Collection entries
▼

//! Desktop notifications for update outcomes.
//!
//! Delivery is best effort: a notification that cannot be shown is logged
//! and otherwise ignored.

use std::fmt;
use std::process::Command;
use tracing::{debug, warn};

pub const NOTIFICATION_TITLE: &str = "WinGet Update";

/// Category of a notification, mapped to urgency and icon by the sink.
#[derive(Debug, Clone, Copy, PartialEq, Eq)]
pub enum NotificationKind {
    Error,
    Success,
    Info,
}

impl fmt::Display for NotificationKind {
    fn fmt(&self, f: &mut fmt::Formatter<'_>) -> fmt::Result {
        let label = match self {
            NotificationKind::Error => "error",
            NotificationKind::Success => "success",
            NotificationKind::Info => "info",
        };
        f.write_str(label)
    }
}

pub trait Notifier {
    fn notify(&self, title: &str, message: &str, kind: NotificationKind);
}

/// Shows notifications through the platform's notification command.
#[derive(Debug, Default)]
pub struct DesktopNotifier;

impl Notifier for DesktopNotifier {
    fn notify(&self, title: &str, message: &str, kind: NotificationKind) {
        let mut command = platform_command(title, message, kind);
        match command.output() {
            Ok(output) if output.status.success() => {
                debug!("Sent {kind} notification: {title}");
            }
            Ok(output) => {
                warn!(
                    "Failed to send notification: {}",
                    String::from_utf8_lossy(&output.stderr).trim()
                );
            }
            Err(e) => {
                warn!("Failed to send notification: {e}");
            }
        }
    }
}

#[cfg(target_os = "linux")]
fn platform_command(title: &str, message: &str, kind: NotificationKind) -> Command {
    let (urgency, icon) = match kind {
        NotificationKind::Error => ("critical", "dialog-error"),
        NotificationKind::Success => ("normal", "emblem-default"),
        NotificationKind::Info => ("low", "dialog-information"),
    };

    let mut command = Command::new("notify-send");
    command
        .arg("--app-name=wingetau")
        .arg(format!("--urgency={urgency}"))
        .arg(format!("--icon={icon}"))
        .arg(title)
        .arg(message);
    command
}

#[cfg(target_os = "macos")]
fn platform_command(title: &str, message: &str, _kind: NotificationKind) -> Command {
    let script = format!(
        "display notification \"{}\" with title \"{}\"",
        escape_quotes(message),
        escape_quotes(title)
    );
    let mut command = Command::new("osascript");
    command.args(["-e", &script]);
    command
}

#[cfg(windows)]
fn platform_command(title: &str, message: &str, kind: NotificationKind) -> Command {
    let script = format!(
        "[Windows.UI.Notifications.ToastNotificationManager, Windows.UI.Notifications, ContentType = WindowsRuntime] > $null;\
         $xml = [Windows.UI.Notifications.ToastNotificationManager]::GetTemplateContent([Windows.UI.Notifications.ToastTemplateType]::ToastText02);\
         $text = $xml.GetElementsByTagName('text');\
         $text.Item(0).AppendChild($xml.CreateTextNode('{} [{}]')) > $null;\
         $text.Item(1).AppendChild($xml.CreateTextNode('{}')) > $null;\
         $toast = [Windows.UI.Notifications.ToastNotification]::new($xml);\
         [Windows.UI.Notifications.ToastNotificationManager]::CreateToastNotifier('wingetau').Show($toast)",
        title.replace('\'', "''"),
        kind,
        message.replace('\'', "''")
    );
    let mut command = Command::new("powershell");
    command.args(["-NoProfile", "-NonInteractive", "-Command", &script]);
    command
}

#[cfg(not(any(target_os = "linux", target_os = "macos", windows)))]
fn platform_command(title: &str, message: &str, _kind: NotificationKind) -> Command {
    let mut command = Command::new("notify-send");
    command.arg(title).arg(message);
    command
}

#[cfg(target_os = "macos")]
fn escape_quotes(text: &str) -> String {
    text.replace('\\', "\\\\").replace('"', "\\\"")
}

#[cfg(test)]
pub mod testing {
    use super::*;
    use std::cell::RefCell;

    /// Records every notification for assertions.
    #[derive(Debug, Default)]
    pub struct RecordingNotifier {
        pub sent: RefCell<Vec<(NotificationKind, String)>>,
    }

    impl RecordingNotifier {
        pub fn count(&self, kind: NotificationKind) -> usize {
            self.sent.borrow().iter().filter(|(k, _)| *k == kind).count()
        }
    }

    impl Notifier for RecordingNotifier {
        fn notify(&self, _title: &str, message: &str, kind: NotificationKind) {
            self.sent.borrow_mut().push((kind, message.to_string()));
        }
    }
}

#[cfg(test)]
mod tests {
    use super::testing::RecordingNotifier;
    use super::*;

    #[test]
    fn kind_labels() {
        assert_eq!(NotificationKind::Error.to_string(), "error");
        assert_eq!(NotificationKind::Success.to_string(), "success");
        assert_eq!(NotificationKind::Info.to_string(), "info");
    }

    #[test]
    fn recording_notifier_counts_by_kind() {
        let notifier = RecordingNotifier::default();
        notifier.notify(NOTIFICATION_TITLE, "a", NotificationKind::Info);
        notifier.notify(NOTIFICATION_TITLE, "b", NotificationKind::Error);
        notifier.notify(NOTIFICATION_TITLE, "c", NotificationKind::Info);

        assert_eq!(notifier.count(NotificationKind::Info), 2);
        assert_eq!(notifier.count(NotificationKind::Error), 1);
    }

    #[cfg(target_os = "linux")]
    #[test]
    fn linux_command_maps_urgency() {
        let command = platform_command("t", "m", NotificationKind::Error);
        let args: Vec<String> = command
            .get_args()
            .map(|a| a.to_string_lossy().into_owned())
            .collect();
        assert_eq!(command.get_program(), "notify-send");
        assert!(args.contains(&"--urgency=critical".to_string()));
        assert_eq!(&args[args.len() - 2..], ["t", "m"]);
    }
}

▲

*WORK TO BE COMPLETED*.
Please give the number of lines with "Item" in the entries above, and write no other text.

*WRITTEN SOLUTION*.
2